The exercise is regarding post and pre-increment. In the problem (please see the code) I was able to figure out the answers to all the lines(without the help of compiler) except for the last one. Which does not make sense according to my knowledge of post/pre-increment so far.
Please advise on how or why the result is not what I expected.
I tried initializing and declaring a new variable (int) with the value of "20" and then did "i = i++ + i++", but still received the same result (41).
Also tried doing out.println(i) twice, but it still printed 41.
import static java.lang.System.out;
public class Main
{
public static void main(String[] args) {
int i = 10;
out.println(i++); //10(post11)
out.println(--i); //10(pre11-1)
--i; //9(pre10-1)
i--; //9(post8)
out.println(i); //8
out.println(++i); //9(pre8+1)
out.println(i--); //9(post8)
out.println(i); //8
i++; //8(post9)
i = i++ + ++i; //i = 9(post10) + 10(pre9+1) = 19(post20)
out.println(i); //20
i = i++ + i++; //i = 20(post21) + 20(post21) = 40(post42)
out.println(i); //41 (result copied from compiler)
}
}
I expected the last line to print 42 rather than 41, since "20" gets added twice, and also gets incremented twice.
When you use the assignment operator (=) it is done after the post increment operator. As such you get this:
int i = 10;
i = i++;
System.out.println(i); // print 10
When you are using the post increment twice in the same line, it is not increased after the line is completed, but after the instruction is completed (the instruction being i++).
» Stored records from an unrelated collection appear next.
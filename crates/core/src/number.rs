//! Conversion of page text into numbers.
//!
//! Values on the page carry units and decoration (`"3°"`, `"2,4 mm"`,
//! `"40%"`). The parser takes the first numeral it finds and reads a comma
//! as the decimal mark. It does not know about placeholders; callers check
//! [`is_placeholder`] first.

use std::sync::LazyLock;

use regex::Regex;

use crate::{Result, WeatherError};

/// Text the site shows instead of a value when there is no measurable precipitation.
pub const PLACEHOLDER: &str = ".";

static NUMERAL: LazyLock<Regex> =
    LazyLock::new(|| Regex::new(r"[-\x{2212}]?\d+(?:[.,]\d+)?").expect("numeral pattern is valid"));

/// Parses the first numeral in `text`.
///
/// # Example
///
/// ```rust
/// use idokep_core::parse_number;
///
/// assert_eq!(parse_number("2,4 mm").unwrap(), 2.4);
/// assert_eq!(parse_number("-3°").unwrap(), -3.0);
/// assert!(parse_number("-").is_err());
/// ```
pub fn parse_number(text: &str) -> Result<f64> {
    let numeral = NUMERAL
        .find(text)
        .ok_or_else(|| WeatherError::ParseError { text: text.to_string() })?;

    let normalized = numeral.as_str().replace('\u{2212}', "-").replace(',', ".");

    normalized
        .parse::<f64>()
        .map_err(|_| WeatherError::ParseError { text: text.to_string() })
}

/// Parses the first numeral in `text` and rounds it to whole units.
///
/// # Errors
///
/// Returns [`WeatherError::ParseError`] when there is no numeral or the
/// rounded value does not fit an `i32`.
pub fn parse_integer(text: &str) -> Result<i32> {
    let rounded = parse_number(text)?.round();
    if rounded < f64::from(i32::MIN) || rounded > f64::from(i32::MAX) {
        return Err(WeatherError::ParseError { text: text.to_string() });
    }
    Ok(rounded as i32)
}

/// Whether `text` is the "no data" sentinel rather than a value.
pub fn is_placeholder(text: &str) -> bool {
    text.trim() == PLACEHOLDER
}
Thus, when doing i = i++ + i++; you are in fact doing this :
i = i++ + i++; // i=20 Original code
i = 20 + i++; // i=21 The first i++ return 20 then increment i to 21
i = 20 + 21; // i=22 The second i++ return 21 then increment i to 22
i = 41; // i=22 The addition is computed
41; // i=41 and assigne to i
It all as to do with operator precedence.